Por
Elsa Bragato

Tango para escuchar

odo seguía desarrollándose en nuestro departamento, ubicado en Córdoba 2053, planta baja, al fondo.

Era como una casa, con sus dos patios «pulmones de manzana». Y, frente al pasillo de ingreso, estaba la puerta por la que se accedía a lo que llamábamos «sala de música». Allí estaba el piano, herencia del abuelo y que era de utilidad diaria para mi padre, una biblioteca de pared a pared, el «combinado» de entonces, los discos de pasta y los long-play, el escritorio, dos mueblecitos hechos por el «nonno» (abuelo), ebanista él además de flautista (don Enrico Bragato) y «pilas´ de música, además de atriles en un rincón, una alfombra de color rojo y cuatro sillas al tono.

Era el sitio de encuentro de Astor, mi padre y cuanto músico llegase a estas tierras, sin exagerar.

Y Piazzolla no fue la excepción. Allí probaba sonidos, acordes, intercambiaba ideas con mi padre, allí debieron surgir muchos cambios en el tango que ya «bullían» en la cabeza de don Astor. Era un lugar sagrado.

Cuando mi padre trabajaba, que era algo constante y cotidiano siempre y cuando no estuviese en el teatro Colón o en la orquesta de Canal 13 o en alguna grabación, ni mi hermana ni yo podíamos «molestar». Sólo mi madre, doña Herminia, tenía acceso para servir, en determinado momento, su rico «café a la italiana».

Recuerdo como si fuese hoy que Astor y mi padre hablaban del «nuevo tango» y del «lío» que se iba a armar, o que ya se había armado. Esto lo tengo un tanto desdibujado. Lo cierto es que ambos venían de tocar todos los fines de semana con las «típicas».

Los bailes de Carnaval, los bailes de fines de semana, eran oportunidades en las que veíamos «perder» a nuestro padre. Sabíamos que, ni bien llegaba del Colón, tenía que cambiarse, afinar el instrumento y partir, retornando a casa los domingos, casi de día. Es decir, que el tango bailado lo conocían de memoria, cada uno con la orquesta que fuese. Astor, con Aníbal Troilo; mi padre con Francini-Pontier, Osvaldo Fresedo, tantos y tantos otros. Y, al menos en el caso de papá, se le había generado casi una «fobia»: mi hermana y yo no podíamos asistir a los bailes de nuestras compañeras de colegio, los «asaltos» de entonces, porque a el le caían mal.
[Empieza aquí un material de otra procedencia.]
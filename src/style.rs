//! Per-shape style records.
//!
//! The session keeps one "current" [`StyleRecord`] that newly drawn shapes
//! snapshot. After creation, edits go through
//! [`StyleRecord::apply`] on one specific shape and raise a style-change
//! notification for it.

use crate::error::{CanvasError, CanvasResult};
use once_cell::sync::Lazy;
use serde::{Deserialize, Serialize};
use std::collections::HashMap;

/// Line end decoration
#[derive(Clone, Copy, Debug, Default, PartialEq, Eq, Serialize, Deserialize)]
#[serde(rename_all = "lowercase")]
pub enum LineCap {
    #[default]
    Butt,
    Round,
    Square,
}

impl LineCap {
    pub fn as_str(&self) -> &'static str {
        match self {
            LineCap::Butt => "butt",
            LineCap::Round => "round",
            LineCap::Square => "square",
        }
    }

    pub fn parse(value: &str) -> Option<Self> {
        match value {
            "butt" => Some(LineCap::Butt),
            "round" => Some(LineCap::Round),
            "square" => Some(LineCap::Square),
            _ => None,
        }
    }
}

/// Corner decoration between joined segments
#[derive(Clone, Copy, Debug, Default, PartialEq, Eq, Serialize, Deserialize)]
#[serde(rename_all = "lowercase")]
pub enum LineJoin {
    #[default]
    Miter,
    Round,
    Bevel,
}

impl LineJoin {
    pub fn as_str(&self) -> &'static str {
        match self {
            LineJoin::Miter => "miter",
            LineJoin::Round => "round",
            LineJoin::Bevel => "bevel",
        }
    }

    pub fn parse(value: &str) -> Option<Self> {
        match value {
            "miter" => Some(LineJoin::Miter),
            "round" => Some(LineJoin::Round),
            "bevel" => Some(LineJoin::Bevel),
            _ => None,
        }
    }
}

/// Drop shadow parameters
#[derive(Clone, Debug, PartialEq, Serialize, Deserialize)]
#[serde(default)]
pub struct Shadow {
    pub color: String,
    pub blur: f32,
    pub offset_x: f32,
    pub offset_y: f32,
    pub opacity: f32,
}

impl Default for Shadow {
    fn default() -> Self {
        Self {
            color: "#000000".to_string(),
            blur: 0.0,
            offset_x: 0.0,
            offset_y: 0.0,
            opacity: 1.0,
        }
    }
}

/// Visual style of a shape.
#[derive(Clone, Debug, PartialEq, Serialize, Deserialize)]
#[serde(default)]
pub struct StyleRecord {
    /// Stroke color as hex string (e.g., "#000000")
    pub stroke: String,
    /// Stroke width in scene units
    pub stroke_width: f32,
    /// Dash pattern; empty means a solid line
    pub dash: Vec<f32>,
    /// Fill color as hex string
    pub fill: String,
    /// Opacity in `0.0..=1.0`
    pub opacity: f32,
    pub line_cap: LineCap,
    pub line_join: LineJoin,
    pub shadow: Option<Shadow>,
    /// Canvas blend mode, e.g. `destination-out` on eraser strokes
    #[serde(skip_serializing_if = "Option::is_none")]
    pub composite_operation: Option<String>,
}

impl Default for StyleRecord {
    fn default() -> Self {
        Self {
            stroke: "#000000".to_string(),
            stroke_width: 2.0,
            dash: Vec::new(),
            fill: "#ffffff".to_string(),
            opacity: 1.0,
            line_cap: LineCap::Butt,
            line_join: LineJoin::Miter,
            shadow: None,
            composite_operation: None,
        }
    }
}

/// A named style attribute that can be edited on a single shape.
#[derive(Clone, Copy, Debug, PartialEq, Eq, Hash)]
pub enum StyleAttribute {
    Fill,
    Stroke,
    StrokeWidth,
    Dash,
    LineCap,
    LineJoin,
    Opacity,
    ShadowColor,
    ShadowBlur,
    ShadowOffsetX,
    ShadowOffsetY,
    ShadowOpacity,
}

static ATTRIBUTES_BY_NAME: Lazy<HashMap<&'static str, StyleAttribute>> = Lazy::new(|| {
    StyleAttribute::ALL
        .iter()
        .map(|attribute| (attribute.name(), *attribute))
        .collect()
});

impl StyleAttribute {
    pub const ALL: [StyleAttribute; 12] = [
        StyleAttribute::Fill,
        StyleAttribute::Stroke,
        StyleAttribute::StrokeWidth,
        StyleAttribute::Dash,
        StyleAttribute::LineCap,
        StyleAttribute::LineJoin,
        StyleAttribute::Opacity,
        StyleAttribute::ShadowColor,
        StyleAttribute::ShadowBlur,
        StyleAttribute::ShadowOffsetX,
        StyleAttribute::ShadowOffsetY,
        StyleAttribute::ShadowOpacity,
    ];

    /// Attribute name as written in serialized documents
    pub fn name(&self) -> &'static str {
        match self {
            StyleAttribute::Fill => "fill",
            StyleAttribute::Stroke => "stroke",
            StyleAttribute::StrokeWidth => "strokeWidth",
            StyleAttribute::Dash => "dash",
            StyleAttribute::LineCap => "lineCap",
            StyleAttribute::LineJoin => "lineJoin",
            StyleAttribute::Opacity => "opacity",
            StyleAttribute::ShadowColor => "shadowColor",
            StyleAttribute::ShadowBlur => "shadowBlur",
            StyleAttribute::ShadowOffsetX => "shadowOffsetX",
            StyleAttribute::ShadowOffsetY => "shadowOffsetY",
            StyleAttribute::ShadowOpacity => "shadowOpacity",
        }
    }

    pub fn from_name(name: &str) -> Option<Self> {
        ATTRIBUTES_BY_NAME.get(name).copied()
    }
}

/// A value for one [`StyleAttribute`].
#[derive(Clone, Debug, PartialEq)]
pub enum StyleValue {
    Color(String),
    Number(f32),
    Dash(Vec<f32>),
    LineCap(LineCap),
    LineJoin(LineJoin),
}

impl StyleRecord {
    /// Set one attribute, rejecting values of the wrong kind.
    pub fn apply(&mut self, attribute: StyleAttribute, value: StyleValue) -> CanvasResult<()> {
        let invalid = || CanvasError::InvalidStyleValue {
            attribute: attribute.name(),
        };

        match (attribute, value) {
            (StyleAttribute::Fill, StyleValue::Color(c)) => self.fill = c,
            (StyleAttribute::Stroke, StyleValue::Color(c)) => self.stroke = c,
            (StyleAttribute::StrokeWidth, StyleValue::Number(n)) if n.is_finite() && n >= 0.0 => {
                self.stroke_width = n
            }
            (StyleAttribute::Dash, StyleValue::Dash(d)) => self.dash = d,
            (StyleAttribute::LineCap, StyleValue::LineCap(c)) => self.line_cap = c,
            (StyleAttribute::LineJoin, StyleValue::LineJoin(j)) => self.line_join = j,
            (StyleAttribute::Opacity, StyleValue::Number(n)) if (0.0..=1.0).contains(&n) => {
                self.opacity = n
            }
            (StyleAttribute::ShadowColor, StyleValue::Color(c)) => {
                self.shadow.get_or_insert_with(Shadow::default).color = c
            }
            (StyleAttribute::ShadowBlur, StyleValue::Number(n)) if n.is_finite() && n >= 0.0 => {
                self.shadow.get_or_insert_with(Shadow::default).blur = n
            }
            (StyleAttribute::ShadowOffsetX, StyleValue::Number(n)) if n.is_finite() => {
                self.shadow.get_or_insert_with(Shadow::default).offset_x = n
            }
            (StyleAttribute::ShadowOffsetY, StyleValue::Number(n)) if n.is_finite() => {
                self.shadow.get_or_insert_with(Shadow::default).offset_y = n
            }
            (StyleAttribute::ShadowOpacity, StyleValue::Number(n)) if (0.0..=1.0).contains(&n) => {
                self.shadow.get_or_insert_with(Shadow::default).opacity = n
            }
            _ => return Err(invalid()),
        }
        Ok(())
    }

    /// Parse a dash pattern typed as a comma separated list (e.g. `"4, 4"`).
    ///
    /// Entries that are not numbers are dropped.
    pub fn parse_dash(value: &str) -> Vec<f32> {
        value
            .split(',')
            .filter_map(|part| part.trim().parse::<f32>().ok())
            .filter(|n| n.is_finite())
            .collect()
    }
}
Nunca vio bien, entonces, que la gente bailara mientras ellos tocaban.

Cuando surgió la posibilidad del Octeto Buenos Aires, nadie habló, es decir ni Astor ni mi padre al menos, de «matar el tango bailado», a pesar de que no les gustara. Sí hablaban, en cambio, de hacer un «tango para escuchar, de hacer algo de vanguardia, diferente», como contrapartida al tango bailado.

Decían que era lo mismo que en la música clásica: estaban los valses, el ballet y también las sinfonías, las agrupaciones de cámara.

Mi padre siempre perteneció a algún cuarteto de cuerdas, además de sus innumerables ocupaciones en orquestas estables, siendo solista de la Filarmónica de Buenos Aires; primero fue el Cuarteto Buenos Aires y después el Cuarteto Pessina, quizás el más prestigioso del país en cuanto a música clásica.

Los conocimientos adquiridos por Astor en Europa a su vez le permitían ingresar en otro ámbito con su música. Esta es la verdad: no quisieron matar a nadie, sacar a nadie del medio sino ofrecer el tango desde otro lugar, el de cámara.

Si lo analizamos a la distancia, Astor no se equivocó ni tampoco los músicos que lo siguieron en la «locura» del Octeto Buenos Aires; hoy coexisten el tango bailado y también el tango de cámara, o simplemente para escuchar.

En ambos casos, siempre deleitan. Y, como paradoja, Julio Bocca suele coreografiar y bailar los tangos de Astor Piazzolla.

Elsa Bragato es profesora de Letras, periodista, directora del suplemento Última Hora de Crónica, hija de José Bragato y estudiante avanzada de violoncello.